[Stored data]

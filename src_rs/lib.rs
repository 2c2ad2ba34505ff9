// 목적:
// - 카탈로그 검색/추천 서비스 라이브러리의 진입점을 제공한다.
//
// 설명:
// - 바이너리(main.rs)는 설정 적재, 의존성 생성, HTTP 서버 수명 주기만 담당한다.
// - 실제 검색/집계/조회 런타임은 core 계층에 있다.
//
// 디자인 패턴:
// - 계층형 모듈 구조(api/core/index/math).
//
// 참조:
// - src_rs/api/routes.rs
// - src_rs/core/search_pipeline.rs

pub mod api;
pub mod core;
pub mod index;
pub mod math;
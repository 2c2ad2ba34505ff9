// 목적:
// - 핵심 런타임 계층 모듈을 선언한다.
//
// 설명:
// - 검색/집계/조회 파이프라인, 스코어러 클라이언트, 공통 오류와 설정 모델을 분리해 유지보수성을 높인다.
//
// 디자인 패턴:
// - 명시적 오류 모델(Explicit Error Model).
//
// 참조:
// - src_rs/core/errors.rs
// - src_rs/core/search_pipeline.rs
// - src_rs/core/aggregation_pipeline.rs

pub mod aggregation_pipeline;
pub mod browse_pipeline;
pub mod config;
pub mod errors;
pub mod mapper;
pub mod product;
pub mod search_pipeline;
pub mod similarity_http;
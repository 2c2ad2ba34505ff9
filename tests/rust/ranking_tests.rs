use rstest::rstest;

use catalog_search::core::errors::{CoreError, ScorerError};
use catalog_search::core::product::{CandidateScore, ScoredProduct};
use catalog_search::core::search_pipeline::merge_scores;
use catalog_search::math::topk::{sort_category_take, sort_desc_take};

use crate::support::product;

fn scored(ids_and_scores: &[(i64, f64)]) -> Vec<ScoredProduct> {
    ids_and_scores
        .iter()
        .map(|(id, score)| ScoredProduct {
            product: product(*id, "Men", 4.0, 1, None),
            score: *score,
        })
        .collect()
}

fn ids(ranked: &[ScoredProduct]) -> Vec<i64> {
    ranked.iter().map(|entry| entry.product.product_id).collect()
}

#[test]
fn sort_desc_take_orders_by_score_descending() {
    let mut ranked = scored(&[(1, 0.2), (2, 0.9), (3, 0.5)]);
    sort_desc_take(&mut ranked, 10);
    assert_eq!(ids(&ranked), vec![2, 3, 1]);
}

#[test]
fn sort_desc_take_keeps_fetch_order_for_equal_scores() {
    let mut ranked = scored(&[(7, 0.5), (3, 0.8), (9, 0.5), (1, 0.5), (4, 0.8)]);
    sort_desc_take(&mut ranked, 10);
    assert_eq!(ids(&ranked), vec![3, 4, 7, 9, 1]);
}

#[rstest]
#[case(1, 1)]
#[case(3, 3)]
#[case(4, 4)]
#[case(50, 4)]
fn sort_desc_take_truncates_to_min_of_top_k_and_len(#[case] top_k: usize, #[case] expected: usize) {
    let mut ranked = scored(&[(1, 0.1), (2, 0.2), (3, 0.3), (4, 0.4)]);
    sort_desc_take(&mut ranked, top_k);
    assert_eq!(ranked.len(), expected);
}

#[test]
fn sort_category_take_applies_rating_count_and_discount_order() {
    let mut products = vec![
        product(1, "Men", 4.0, 100, Some(10.0)),
        product(2, "Men", 4.5, 5, Some(30.0)),
        product(3, "Men", 4.0, 100, Some(5.0)),
        product(4, "Men", 4.0, 200, Some(50.0)),
        product(5, "Men", 4.0, 100, None),
    ];

    sort_category_take(&mut products, 10);

    let order = products.iter().map(|p| p.product_id).collect::<Vec<_>>();
    assert_eq!(order, vec![2, 4, 5, 3, 1]);
}

#[test]
fn sort_category_take_never_exceeds_top_n() {
    let mut products = (1..=8)
        .map(|id| product(id, "Women", id as f64 / 2.0, 1, None))
        .collect::<Vec<_>>();

    sort_category_take(&mut products, 3);

    assert_eq!(products.len(), 3);
    assert_eq!(
        products.iter().map(|p| p.product_id).collect::<Vec<_>>(),
        vec![8, 7, 6]
    );
}

#[test]
fn merge_scores_pairs_by_product_id_not_position() {
    let products = vec![product(10, "Men", 4.0, 1, None), product(20, "Men", 4.0, 1, None)];
    let scores = vec![
        CandidateScore { product_id: 20, score: 0.3 },
        CandidateScore { product_id: 10, score: 0.7 },
    ];

    let merged = merge_scores(products, scores).expect("merge");

    assert_eq!(merged[0].product.product_id, 10);
    assert_eq!(merged[0].score, 0.7);
    assert_eq!(merged[1].product.product_id, 20);
    assert_eq!(merged[1].score, 0.3);
}

#[test]
fn merge_scores_rejects_length_mismatch() {
    let products = vec![product(1, "Men", 4.0, 1, None), product(2, "Men", 4.0, 1, None)];
    let scores = vec![CandidateScore { product_id: 1, score: 0.5 }];

    let error = merge_scores(products, scores).expect_err("must fail");
    assert!(matches!(error, CoreError::Scorer(ScorerError::Malformed(_))));
}

#[test]
fn merge_scores_rejects_unknown_product_id() {
    let products = vec![product(1, "Men", 4.0, 1, None)];
    let scores = vec![CandidateScore { product_id: 99, score: 0.5 }];

    let error = merge_scores(products, scores).expect_err("must fail");
    assert!(matches!(error, CoreError::Scorer(ScorerError::Malformed(_))));
}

:: Directions ::
Starting from the records above, copy each line where the string "merged" is found.

:: Completed exercise ::
    let merged = merge_scores(products, scores).expect("merge");
    assert_eq!(merged[0].product.product_id, 10);
    assert_eq!(merged[0].score, 0.7);
    assert_eq!(merged[1].product.product_id, 20);
    assert_eq!(merged[1].score, 0.3);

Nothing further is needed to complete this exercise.